College Football Is About Graduation...Not






Clever Headline From The Oregonian

If reports can be accurate, given that they come from the national media, more people watched last night's national championship football game than any other program in the history of cable television. Seems unlikely to me even though I was watching it...as a graduate of the University of Oregon, I felt that it was my duty since I continually refuse to give into cajoling from student-athletes who call every year trying to get me to give money to the school. Today, I feel a bit bad about that, especially since the head coach Chip Kelly lost the opportunity not just for a national championship trophy with a soft drink logo on it but also the $750,000 bonus he would have received had the Ducks won the game. (Winning coach Gene Chizek got a paltry $600,000 bonus for his efforts)
While it is a no-brainer that schools that play in major bowls make ginormous amounts of money, such investments rarely lead to what many of the uninitiated might consider an important statistic: graduation rates among players. Take Auburn, for instance (please!). The school dropped from 4th place on the graduation success chart to 85th over the last couple of years when considering the graduation rate of its players. Although white football players graduated at a rate of 100%, only 49% of the black football players at Auburn walked out with a sheepskin. This marks the fourth largest drop among the 125 major college football teams in recorded history. It's certainly a good thing that ALL of those athletes will get huge pro contracts that will keep them solvent for, oh, five years or so.
Auburn's downfall was documented by the Institute for Diversity and Ethics in Sports, located at the University of Central Florida. It seems the problems began when a sociology professor noted that a player described on television as a sociology major had never taken a sociology class...OOPS! He then discovered that there were 18 such graduates who had never even taken a sociology class...and things spiraled downward from there to the point where in the most recent collection of data, Auburn the nation's #1 college football team, graduated 63% of their football players.

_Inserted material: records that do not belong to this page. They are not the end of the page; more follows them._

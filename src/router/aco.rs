use crate::airport::AirportId;
use crate::config::RouterConfig;
use crate::flight::{FlightIdx, FlightInstance, InstanceId};
use crate::forecast::OccupancyForecast;
use crate::network::TimeExpandedNetwork;
use crate::router::heuristic::{EstimateCache, LegCost, sla_risk};
use crate::router::pheromone::PheromoneTable;
use crate::shipment::{Shipment, ShipmentId};
use crate::time::Time;
use rand::{Rng, SeedableRng};
use rand_chacha::ChaCha8Rng;
use std::collections::HashSet;
use std::fmt::{Display, Formatter};
use tracing::{debug, info, warn};

#[derive(Debug, Clone, PartialEq)]
pub struct Leg {
    pub flight: FlightIdx,
    pub flight_id: InstanceId,
    pub origin_id: AirportId,
    pub destination_id: AirportId,
    pub departure: Time,
    pub arrival: Time,
}

impl Leg {
    fn of(flight: FlightIdx, f: &FlightInstance) -> Leg {
        Leg {
            flight,
            flight_id: f.id.clone(),
            origin_id: f.origin_id.clone(),
            destination_id: f.destination_id.clone(),
            departure: f.departure_time,
            arrival: f.arrival_time,
        }
    }
}

/// One quantity of one shipment riding a sequence of legs.
#[derive(Debug, Clone, PartialEq)]
pub struct Route {
    pub shipment_id: ShipmentId,
    pub origin_id: AirportId,
    pub destination_id: AirportId,
    /// The goods already sit at the origin instead of being supplied by a hub.
    pub resumed: bool,
    pub legs: Vec<Leg>,
    pub quantity: u32,
    pub cost: f64,
}

impl Route {
    pub fn departure(&self) -> Option<Time> {
        self.legs.first().map(|l| l.departure)
    }

    pub fn arrival(&self) -> Option<Time> {
        self.legs.last().map(|l| l.arrival)
    }

    /// `SKBO>SPIM>EBCI`
    pub fn itinerary(&self) -> String {
        let mut stops = vec![&*self.origin_id];
        stops.extend(self.legs.iter().map(|l| &*l.destination_id));
        stops.join(">")
    }

    /// Books every warehouse stay of `quantity` units: each connection from
    /// arrival to onward departure, then the pickup window at the destination.
    pub fn book_backlog(&self, forecast: &mut OccupancyForecast, quantity: u32, pickup_minutes: i64) {
        for pair in self.legs.windows(2) {
            forecast.increase_backlog(&pair[1].origin_id, pair[0].arrival, pair[1].departure, quantity);
        }
        if let Some(last) = self.legs.last() {
            forecast.increase_backlog(&self.destination_id, last.arrival, last.arrival + pickup_minutes, quantity);
        }
    }
}

#[derive(Debug, Clone, PartialEq, Eq)]
pub enum Origin {
    /// Any infinite-source hub may supply the goods.
    Hubs,
    /// Goods wait at this airport already.
    At(AirportId),
}

#[derive(Debug, Clone, PartialEq)]
pub struct ShipmentRequest {
    pub shipment_id: ShipmentId,
    pub destination_id: AirportId,
    pub quantity: u32,
    pub requested_at: Time,
    pub origin: Origin,
}

impl ShipmentRequest {
    pub fn fresh(shipment: &Shipment) -> ShipmentRequest {
        ShipmentRequest {
            shipment_id: shipment.id.clone(),
            destination_id: shipment.destination_id.clone(),
            quantity: shipment.quantity,
            requested_at: shipment.requested_at,
            origin: Origin::Hubs,
        }
    }

    pub fn resume(shipment_id: ShipmentId, at: AirportId, destination_id: AirportId, quantity: u32, now: Time) -> ShipmentRequest {
        ShipmentRequest {
            shipment_id,
            destination_id,
            quantity,
            requested_at: now,
            origin: Origin::At(at),
        }
    }
}

#[derive(Debug, Clone, PartialEq)]
pub enum CollapseSignal {
    AircraftFull { flight: InstanceId, at: Time },
    WarehouseFull { airport: AirportId, at: Time },
    Unserviced { shipment: ShipmentId, pending: u32 },
}

impl Display for CollapseSignal {
    fn fmt(&self, f: &mut Formatter<'_>) -> std::fmt::Result {
        match self {
            CollapseSignal::AircraftFull { flight, at } => write!(f, "aircraft full: {} at {}", flight, at),
            CollapseSignal::WarehouseFull { airport, at } => write!(f, "warehouse full: {} at {}", airport, at),
            CollapseSignal::Unserviced { shipment, pending } => write!(f, "unserviced: {} ({} pending)", shipment, pending),
        }
    }
}

#[derive(Debug, Clone, PartialEq)]
pub struct CommitOutcome {
    /// The committed route with its quantity cut to the bottleneck, if anything fit.
    pub route: Option<Route>,
    pub signals: Vec<CollapseSignal>,
}

/// Result of planning one shipment request.
#[derive(Debug, Clone, PartialEq)]
pub struct Assignment {
    pub shipment_id: ShipmentId,
    pub destination_id: AirportId,
    pub requested_at: Time,
    pub requested: u32,
    pub routes: Vec<Route>,
    pub assigned: u32,
    pub pending: u32,
    pub signals: Vec<CollapseSignal>,
}
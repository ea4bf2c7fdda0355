pub mod builder;
pub mod cancellation;
pub mod event;
pub mod replanner;
pub mod snapshot;
pub mod store;

pub use builder::build_events;
pub use cancellation::{CancellationProcessor, CancellationRecord, CancellationSummary, parse_cancellations};
pub use event::{Event, EventKind};
pub use replanner::{ReplanSummary, Replanner};
pub use snapshot::{ShipmentState, ShipmentStatus, Snapshot, SnapshotReplayer};
pub use store::TimelineStore;
use chrono::{FixedOffset, Offset, Utc};
use serde::{Deserialize, Serialize};
use std::fmt;
use std::fmt::Formatter;
use std::sync::Arc;
use tabled::Tabled;

pub type AirportId = Arc<str>;

/// Airport warehouse. Hubs flagged `infinite_source` supply any quantity and
/// never fill up.
#[derive(Clone, Debug, PartialEq, Serialize, Deserialize, Tabled)]
pub struct Airport {
    pub id: AirportId,
    pub continent: Arc<str>,
    pub latitude: f64,
    pub longitude: f64,
    /// Whole hours east of UTC.
    #[serde(default)]
    pub utc_offset: i32,
    pub capacity: u32,
    #[serde(default)]
    pub infinite_source: bool,
}

impl Airport {
    pub fn zone(&self) -> FixedOffset {
        FixedOffset::east_opt(self.utc_offset * 3600).unwrap_or_else(|| Utc.fix())
    }

    pub fn same_continent(&self, other: &Airport) -> bool {
        self.continent == other.continent
    }
}

impl fmt::Display for Airport {
    fn fmt(&self, f: &mut Formatter<'_>) -> fmt::Result {
        write!(f, "{}", self.id)
    }
}
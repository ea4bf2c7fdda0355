use crate::airport::AirportId;
use crate::network::TimeExpandedNetwork;
use crate::time::Time;
use std::collections::HashMap;

/// Weighted terms of the cost of taking one leg. Lower is better.
#[derive(Debug, Clone, Copy, Default, PartialEq)]
pub struct LegCost {
    pub time: f64,
    pub wait: f64,
    pub sla: f64,
    pub congestion: f64,
    pub hops: f64,
}

impl LegCost {
    pub fn total(&self) -> f64 {
        self.time + self.wait + self.sla + self.congestion + self.hops
    }

    /// Selection desirability `1 / (1 + cost)`.
    pub fn desirability(&self) -> f64 {
        1.0 / (1.0 + self.total().max(0.0))
    }
}

/// Minutes by which the estimated ready time misses the deadline, normalised by `eta_ref` hours.
pub fn sla_risk(estimated_arrival: Time, pickup_minutes: i64, deadline: Time, eta_ref_hours: f64) -> f64 {
    let late = (estimated_arrival + pickup_minutes) - deadline;
    if late <= 0 {
        return 0.0;
    }
    late as f64 / (eta_ref_hours * 60.0).max(1.0)
}

#[derive(Debug, Clone, PartialEq, Eq, Hash)]
struct EstimateKey {
    from: AirportId,
    to: AirportId,
    ready: Time,
    hops: usize,
    limit: Time,
}

/// Memoised fastest-path estimates. Capacity is ignored, so entries stay
/// valid across commits; they must be dropped when instances get cancelled.
#[derive(Debug, Default)]
pub struct EstimateCache {
    entries: HashMap<EstimateKey, Option<Time>>,
}

impl EstimateCache {
    pub fn new() -> EstimateCache {
        EstimateCache::default()
    }

    pub fn clear(&mut self) {
        self.entries.clear();
    }

    pub fn len(&self) -> usize {
        self.entries.len()
    }

    pub fn is_empty(&self) -> bool {
        self.entries.is_empty()
    }

    /// Earliest arrival at `to` leaving `from` no earlier than `ready`, using
    /// at most `hops` non-cancelled legs that depart before `limit`.
    pub fn fastest_arrival(
        &mut self,
        network: &TimeExpandedNetwork,
        from: &AirportId,
        to: &AirportId,
        ready: Time,
        hops: usize,
        limit: Time,
        dwell: i64,
    ) -> Option<Time> {
        let key = EstimateKey {
            from: from.clone(),
            to: to.clone(),
            ready,
            hops,
            limit,
        };
        if let Some(hit) = self.entries.get(&key) {
            return *hit;
        }
        let estimate = fastest_arrival(network, from, to, ready, hops, limit, dwell);
        self.entries.insert(key, estimate);
        estimate
    }
}

/// Hop-limited earliest-arrival relaxation over the time-expanded network.
pub fn fastest_arrival(
    network: &TimeExpandedNetwork,
    from: &AirportId,
    to: &AirportId,
    ready: Time,
    hops: usize,
    limit: Time,
    dwell: i64,
) -> Option<Time> {
    if from == to {
        return Some(ready);
    }
    let mut best: Option<Time> = None;
    let mut frontier = HashMap::<AirportId, Time>::from([(from.clone(), ready)]);

    for _ in 0..hops {
        let mut next = HashMap::<AirportId, Time>::new();
        for (airport, at) in &frontier {
            for idx in network.departing_after(airport, *at) {
                let f = network.instance(*idx);
                if f.departure_time >= limit || best.is_some_and(|b| f.departure_time >= b) {
                    break;
                }
                if f.is_cancelled() || f.destination_id == *from {
                    continue;
                }
                if f.destination_id == *to {
                    best = Some(best.map_or(f.arrival_time, |b| b.min(f.arrival_time)));
                    continue;
                }
                let ready_there = f.arrival_time + dwell;
                next.entry(f.destination_id.clone())
                    .and_modify(|t| *t = (*t).min(ready_there))
                    .or_insert(ready_there);
            }
        }
        if next.is_empty() {
            break;
        }
        frontier = next;
    }
    best
}
use crate::airport::{Airport, AirportId};
use crate::config::{AcoParams, Profile, SlaPolicy};
use crate::flight::{FlightTemplate, InstanceId};
use crate::session::PlanningSession;
use crate::shipment::{Shipment, ShipmentId};
use crate::simulation::{CancellationRecord, Event};
use crate::time::{Period, Time};
use proptest::prelude::*;
use std::collections::HashMap;
use std::sync::Arc;

pub fn id(s: &str) -> Arc<str> {
    Arc::from(s)
}

pub fn at(s: &str) -> Time {
    s.parse().unwrap()
}

pub fn record(s: &str) -> CancellationRecord {
    s.parse().unwrap()
}

pub fn add_airport(airports: &mut HashMap<AirportId, Airport>, airport_id: &str, capacity: u32, infinite_source: bool) {
    airports.insert(
        id(airport_id),
        Airport {
            id: id(airport_id),
            continent: id("AM"),
            latitude: 0.0,
            longitude: 0.0,
            utc_offset: 0,
            capacity,
            infinite_source,
        },
    );
}

pub fn add_flight(
    templates: &mut Vec<FlightTemplate>,
    airports: &HashMap<AirportId, Airport>,
    origin_id: &str,
    destination_id: &str,
    departure: &str,
    arrival: &str,
    capacity: u32,
) {
    let hhmm = |s: &str| crate::time::parse_hhmm(s).unwrap();
    templates.push(FlightTemplate::between(
        &airports[&id(origin_id)],
        &airports[&id(destination_id)],
        hhmm(departure),
        hhmm(arrival),
        capacity,
    ));
}

pub fn shipment(shipment_id: &str, destination_id: &str, quantity: u32, requested_at: &str) -> Shipment {
    Shipment {
        id: id(shipment_id),
        destination_id: id(destination_id),
        quantity,
        requested_at: at(requested_at),
    }
}

pub fn params() -> AcoParams {
    AcoParams::profile(Profile::Quick).with_seed(7)
}

/// Daily HUB -> DST 08:00-10:00 leg, January 2025, UTC everywhere.
pub fn direct(shipments: Vec<Shipment>) -> PlanningSession {
    let mut airports = HashMap::new();
    let mut templates = Vec::new();
    add_airport(&mut airports, "HUB", 0, true);
    add_airport(&mut airports, "DST", 1000, false);
    add_flight(&mut templates, &airports, "HUB", "DST", "08:00", "10:00", 100);
    session(airports, templates, shipments)
}

/// Daily HUB -> TRN 06:00-08:00 and TRN -> DST 12:00-14:00 legs.
pub fn via_transit(shipments: Vec<Shipment>) -> PlanningSession {
    let mut airports = HashMap::new();
    let mut templates = Vec::new();
    add_airport(&mut airports, "HUB", 0, true);
    add_airport(&mut airports, "TRN", 1000, false);
    add_airport(&mut airports, "DST", 1000, false);
    add_flight(&mut templates, &airports, "HUB", "TRN", "06:00", "08:00", 200);
    add_flight(&mut templates, &airports, "TRN", "DST", "12:00", "14:00", 200);
    session(airports, templates, shipments)
}

pub fn session(airports: HashMap<AirportId, Airport>, templates: Vec<FlightTemplate>, shipments: Vec<Shipment>) -> PlanningSession {
    crate::logging::init_test();
    PlanningSession::new(Period::new(2025, 1), airports, templates, shipments, params(), SlaPolicy::default()).unwrap()
}

pub fn kinds_of(events: &[Event], shipment_id: &str) -> Vec<String> {
    events
        .iter()
        .filter(|e| e.shipment_id.as_deref() == Some(shipment_id))
        .map(|e| format!("{}@{}", e.kind, e.airport_id.as_deref().unwrap_or("-")))
        .collect()
}

fn arb_flight() -> impl Strategy<Value = InstanceId> {
    prop_oneof![Just(id("F1")), Just(id("F2")), Just(id("F3"))]
}

fn arb_shipment_id() -> impl Strategy<Value = ShipmentId> {
    prop_oneof![Just(id("000000001")), Just(id("000000002"))]
}

fn arb_airport() -> impl Strategy<Value = AirportId> {
    prop_oneof![Just(id("HUB")), Just(id("TRN")), Just(id("DST"))]
}

/// Any event the fold has to cope with, consistent or not.
pub fn arb_event() -> impl Strategy<Value = Event> {
    (0..6u8, 0..(48 * 60i64), arb_airport(), arb_flight(), arb_shipment_id(), 1..200u32, any::<bool>()).prop_map(
        |(kind, offset, airport, flight, shipment, qty, connection)| {
            let t = at("2025-01-01T00:00") + offset;
            let inbound = connection.then_some(&flight);
            match kind {
                0 => Event::cancellation(t, &flight, &airport),
                1 => Event::arrival(t, &airport, &flight, &shipment, qty),
                2 => Event::wait_start(t, &airport, inbound, &shipment, qty),
                3 => Event::wait_end(t, &airport, inbound, &shipment, qty),
                4 => Event::load(t, &airport, &flight, &shipment, qty),
                _ => Event::pickup_ready(t, &airport, &flight, &shipment, qty),
            }
        },
    )
}

pub fn arb_instant() -> impl Strategy<Value = Time> {
    (0..(50 * 60i64)).prop_map(|offset| at("2025-01-01T00:00") + offset - 60)
}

However, lest you think this is a rant against the team that beat my Ducks, let's look at the graduation rates of the top seven schools in the polls vs graduation rates sweepstakes (statistics on polls prior to Bowls season, I suspect):
#1 Auburn--63%
#2 Oregon--54%
#3 Boise State--65%
#4 Texas Christian University--71%
#5 Michigan State--55%
#6 Missouri--71%
#7 Alabama--67%
In fairness, graduation rates for regular students are not exactly stellar, either, with the most recent showing a drop out rate of nearly 50%. From that angle, it would seem that these programs are doing great.
But regular students don't have million-dollar teachers or multi-million dollar facilities and budgets, either.
And the disparity between black and white graduation rates is troubling, to say the least.
Maybe I should be sending money to ordinary students.